• _Your instructions_
The lines wanted run from the first one below through the one with "- Non-empty stress". Return them exactly.

• _Material to process_
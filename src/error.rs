//! Unified error handling for the desk simulator
//!
//! Every fallible operation in the crate returns `DeskResult<T>`. Calculation
//! functions report precondition violations as typed errors instead of
//! letting NaN leak into charts and metrics.

use std::fmt;
use std::io;

/// Main error type for the desk simulator
#[derive(Debug, Clone, PartialEq)]
pub enum DeskError {
    // Configuration errors
    ConfigNotFound(String),
    ConfigParse(String),
    ConfigValidation(String),

    // Exchange API errors
    ApiTimeout(String),
    ApiConnection(String),
    ApiResponse(String),
    ApiParse(String),
    RetriesExhausted { operation: String, attempts: u32 },

    // Calculation preconditions
    InsufficientData(String),
    InvalidParameter(String, String), // (parameter_name, reason)

    // IO errors
    FileNotFound(String),
    FileRead(String),
    FileWrite(String),

    // Network errors
    ConnectionTimeout(String),

    Internal(String),
}

impl DeskError {
    /// Shorthand for `InvalidParameter`
    pub fn invalid(param: &str, reason: impl Into<String>) -> Self {
        DeskError::InvalidParameter(param.to_string(), reason.into())
    }

    /// Shorthand for `InsufficientData`
    pub fn insufficient(msg: impl Into<String>) -> Self {
        DeskError::InsufficientData(msg.into())
    }

    /// Get a user-friendly error message with helpful context
    pub fn user_message(&self) -> String {
        match self {
            DeskError::ConfigNotFound(path) => {
                format!(
                    "Configuration file not found: {}\n\n\
                    💡 Quick fix:\n\
                    1. Run: desk init\n\
                    2. Edit config.toml (pairs, seed, defaults)\n\
                    3. Try again",
                    path
                )
            }
            DeskError::ConfigValidation(msg) => {
                format!(
                    "Configuration validation error: {}\n\n\
                    💡 Check config.toml for:\n\
                    - Positive notional and path length\n\
                    - var_alpha strictly between 0 and 1\n\
                    - Non-empty stress grids",
                    msg
                )
            }
            DeskError::RetriesExhausted { operation, attempts } => {
                format!(
                    "Exchange request '{}' timed out {} times\n\n\
                    💡 Try:\n\
                    1. Check network connectivity\n\
                    2. Raise exchange.timeout_ms in config.toml\n\
                    3. Raise exchange.retries",
                    operation, attempts
                )
            }
            DeskError::InsufficientData(msg) => {
                format!(
                    "Not enough market data: {}\n\n\
                    💡 The exchange may have returned an empty book or too few candles",
                    msg
                )
            }
            _ => self.to_string(),
        }
    }

    /// Only timeouts are retried; everything else surfaces immediately
    pub fn is_retryable(&self) -> bool {
        matches!(
            self,
            DeskError::ApiTimeout(_) | DeskError::ConnectionTimeout(_)
        )
    }

    /// Get error category for logging
    pub fn category(&self) -> &'static str {
        match self {
            DeskError::ConfigNotFound(_)
            | DeskError::ConfigParse(_)
            | DeskError::ConfigValidation(_) => "config",

            DeskError::ApiTimeout(_)
            | DeskError::ApiConnection(_)
            | DeskError::ApiResponse(_)
            | DeskError::ApiParse(_)
            | DeskError::RetriesExhausted { .. } => "api",

            DeskError::InsufficientData(_) | DeskError::InvalidParameter(_, _) => "calculation",

            DeskError::FileNotFound(_) | DeskError::FileRead(_) | DeskError::FileWrite(_) => "io",

            DeskError::ConnectionTimeout(_) => "network",

            DeskError::Internal(_) => "internal",
        }
    }
}

impl fmt::Display for DeskError {
    fn fmt(&self, f: &mut fmt::Formatter<'_>) -> fmt::Result {
        match self {
            DeskError::ConfigNotFound(path) => {
                write!(f, "Configuration file not found: {}", path)
            }
            DeskError::ConfigParse(msg) => {
                write!(f, "Configuration parse error: {}", msg)
            }
            DeskError::ConfigValidation(msg) => {
                write!(f, "Configuration validation error: {}", msg)
            }

            DeskError::ApiTimeout(msg) => {
                write!(f, "API timeout: {}", msg)
            }
            DeskError::ApiConnection(msg) => {
                write!(f, "API connection error: {}", msg)
            }
            DeskError::ApiResponse(msg) => {
                write!(f, "API response error: {}", msg)
            }
            DeskError::ApiParse(msg) => {
                write!(f, "API parse error: {}", msg)
            }
            DeskError::RetriesExhausted { operation, attempts } => {
                write!(f, "Failed {} after {} retries", operation, attempts)
            }

            DeskError::InsufficientData(msg) => {
                write!(f, "Insufficient data: {}", msg)
            }
            DeskError::InvalidParameter(param, reason) => {
                write!(f, "Invalid parameter '{}': {}", param, reason)
            }

            DeskError::FileNotFound(path) => {
                write!(f, "File not found: {}", path)
            }
            DeskError::FileRead(msg) => {
                write!(f, "File read error: {}", msg)
            }
            DeskError::FileWrite(msg) => {
                write!(f, "File write error: {}", msg)
            }

            DeskError::ConnectionTimeout(msg) => {
                write!(f, "Connection timeout: {}", msg)
            }

            DeskError::Internal(msg) => {
                write!(f, "Internal error: {}", msg)
            }
        }
    }
}

impl std::error::Error for DeskError {}

// Conversion implementations for common error types

impl From<io::Error> for DeskError {
    fn from(err: io::Error) -> Self {
        match err.kind() {
            io::ErrorKind::NotFound => DeskError::FileNotFound(err.to_string()),
            io::ErrorKind::PermissionDenied => DeskError::FileRead(err.to_string()),
            io::ErrorKind::TimedOut => DeskError::ConnectionTimeout(err.to_string()),
            _ => DeskError::Internal(format!("IO error: {}", err)),
        }
    }
}

impl From<reqwest::Error> for DeskError {
    fn from(err: reqwest::Error) -> Self {
        if err.is_timeout() {
            DeskError::ApiTimeout(err.to_string())
        } else if err.is_status() {
            DeskError::ApiResponse(err.to_string())
        } else if err.is_decode() {
            DeskError::ApiParse(err.to_string())
        } else {
            DeskError::ApiConnection(err.to_string())
        }
    }
}

impl From<serde_json::Error> for DeskError {
    fn from(err: serde_json::Error) -> Self {
        DeskError::ApiParse(format!("JSON parse error: {}", err))
    }
}

impl From<toml::de::Error> for DeskError {
    fn from(err: toml::de::Error) -> Self {
        DeskError::ConfigParse(format!("TOML parse error: {}", err))
    }
}

impl From<crate::config::ConfigError> for DeskError {
    fn from(err: crate::config::ConfigError) -> Self {
        use crate::config::ConfigError;
        match err {
            ConfigError::FileNotFound(path) => DeskError::ConfigNotFound(path),
            ConfigError::FileRead(msg) => DeskError::FileRead(msg),
            ConfigError::FileWrite(msg) => DeskError::FileWrite(msg),
            ConfigError::Parse(msg) | ConfigError::Serialize(msg) => DeskError::ConfigParse(msg),
            ConfigError::Validation(msg) => DeskError::ConfigValidation(msg),
        }
    }
}

/// Result type alias using DeskError
pub type DeskResult<T> = Result<T, DeskError>;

• _Your solution_
filename src/error.rs
//! Unified error handling for the desk simulator
//!
//! Every fallible operation in the crate returns `DeskResult<T>`. Calculation
//! functions report precondition violations as typed errors instead of
//! letting NaN leak into charts and metrics.

use std::fmt;
use std::io;

/// Main error type for the desk simulator
#[derive(Debug, Clone, PartialEq)]
pub enum DeskError {
    // Configuration errors
    ConfigNotFound(String),
    ConfigParse(String),
    ConfigValidation(String),

    // Exchange API errors
    ApiTimeout(String),
    ApiConnection(String),
    ApiResponse(String),
    ApiParse(String),
    RetriesExhausted { operation: String, attempts: u32 },

    // Calculation preconditions
    InsufficientData(String),
    InvalidParameter(String, String), // (parameter_name, reason)

    // IO errors
    FileNotFound(String),
    FileRead(String),
    FileWrite(String),

    // Network errors
    ConnectionTimeout(String),

    Internal(String),
}

impl DeskError {
    /// Shorthand for `InvalidParameter`
    pub fn invalid(param: &str, reason: impl Into<String>) -> Self {
        DeskError::InvalidParameter(param.to_string(), reason.into())
    }

    /// Shorthand for `InsufficientData`
    pub fn insufficient(msg: impl Into<String>) -> Self {
        DeskError::InsufficientData(msg.into())
    }

    /// Get a user-friendly error message with helpful context
    pub fn user_message(&self) -> String {
        match self {
            DeskError::ConfigNotFound(path) => {
                format!(
                    "Configuration file not found: {}\n\n\
                    💡 Quick fix:\n\
                    1. Run: desk init\n\
                    2. Edit config.toml (pairs, seed, defaults)\n\
                    3. Try again",
                    path
                )
            }
            DeskError::ConfigValidation(msg) => {
                format!(
                    "Configuration validation error: {}\n\n\
                    💡 Check config.toml for:\n\
                    - Positive notional and path length\n\
                    - var_alpha strictly between 0 and 1\n\
                    - Non-empty stress grids",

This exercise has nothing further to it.